> _WHAT IS EXPECTED_: Wherever a line below holds the word "LocalTimer", copy that line.

> _DATA FOR ANALYSIS_:
use anyhow::Result;
use nodecost::config::{AppConfig, OutputFormat};
use nodecost::version::{NAME, VERSION};
use nodecost::*;
use tracing_subscriber::EnvFilter;
use tracing_subscriber::fmt::time::FormatTime;

struct LocalTimer;

impl FormatTime for LocalTimer {
    fn format_time(&self, w: &mut tracing_subscriber::fmt::format::Writer<'_>) -> std::fmt::Result {
        write!(
            w,
            "{}",
            chrono::Local::now().format("%Y-%m-%dT%H:%M:%S%.3f%:z")
        )
    }
}

#[tokio::main]
async fn main() -> Result<()> {
    let filter = EnvFilter::try_from_default_env().unwrap_or_else(|_| EnvFilter::new("info"));
    tracing_subscriber::fmt()
        .with_timer(LocalTimer)
        .with_env_filter(filter)
        .with_writer(std::io::stderr)
        .init();

    tracing::info!(name = NAME, version = VERSION, "starting");

    let app_config = AppConfig::load()?;
    let nodes = report::load_nodes(&app_config.input.nodes_path).await?;
    let report = report::build_report(&nodes, &app_config.report);
    tracing::info!(
        nodes = nodes.len(),
        unpriced = report.unpriced,
        total_per_hour = report.total_per_hour,
        currency = %app_config.report.currency,
        "report built"
    );

    match app_config.report.format {
        OutputFormat::Text => print!("{}", report::render_text(&report, &app_config.report)),
        OutputFormat::Json => println!("{}", serde_json::to_string_pretty(&report)?),
    }

    Ok(())
}
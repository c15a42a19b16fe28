// Hourly cost figures derived from a node's price. Computed on request, never stored.

use serde::{Deserialize, Serialize};

#[derive(Debug, Clone, Copy, Default, PartialEq, Serialize, Deserialize)]
#[serde(rename_all = "camelCase")]
pub struct Costs {
    pub cpu_usage_per_hour: f32,
    pub memory_usage_per_hour: f32,
}

impl Costs {
    pub fn total_per_hour(&self) -> f32 {
        self.cpu_usage_per_hour + self.memory_usage_per_hour
    }
}

/// Unit prices plus the hourly split; `costs` is flattened on the wire.
#[derive(Debug, Clone, Copy, PartialEq, Serialize, Deserialize)]
#[serde(rename_all = "camelCase")]
pub struct NodePriceBreakdown {
    pub cpu_per_core: f32,
    pub memory_per_byte: f32,
    #[serde(flatten)]
    pub costs: Costs,
}
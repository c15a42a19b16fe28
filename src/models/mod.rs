// Node domain models

mod costs;
mod label;
mod network;
mod node;
mod storage;

pub use costs::{Costs, NodePriceBreakdown};
pub use label::LabelLastValue;
pub use network::InterfaceStats;
pub use node::{InstanceId, Node};
pub use storage::DiskStats;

> _EXPECTED OUTPUT_:
struct LocalTimer;
impl FormatTime for LocalTimer {
        .with_timer(LocalTimer)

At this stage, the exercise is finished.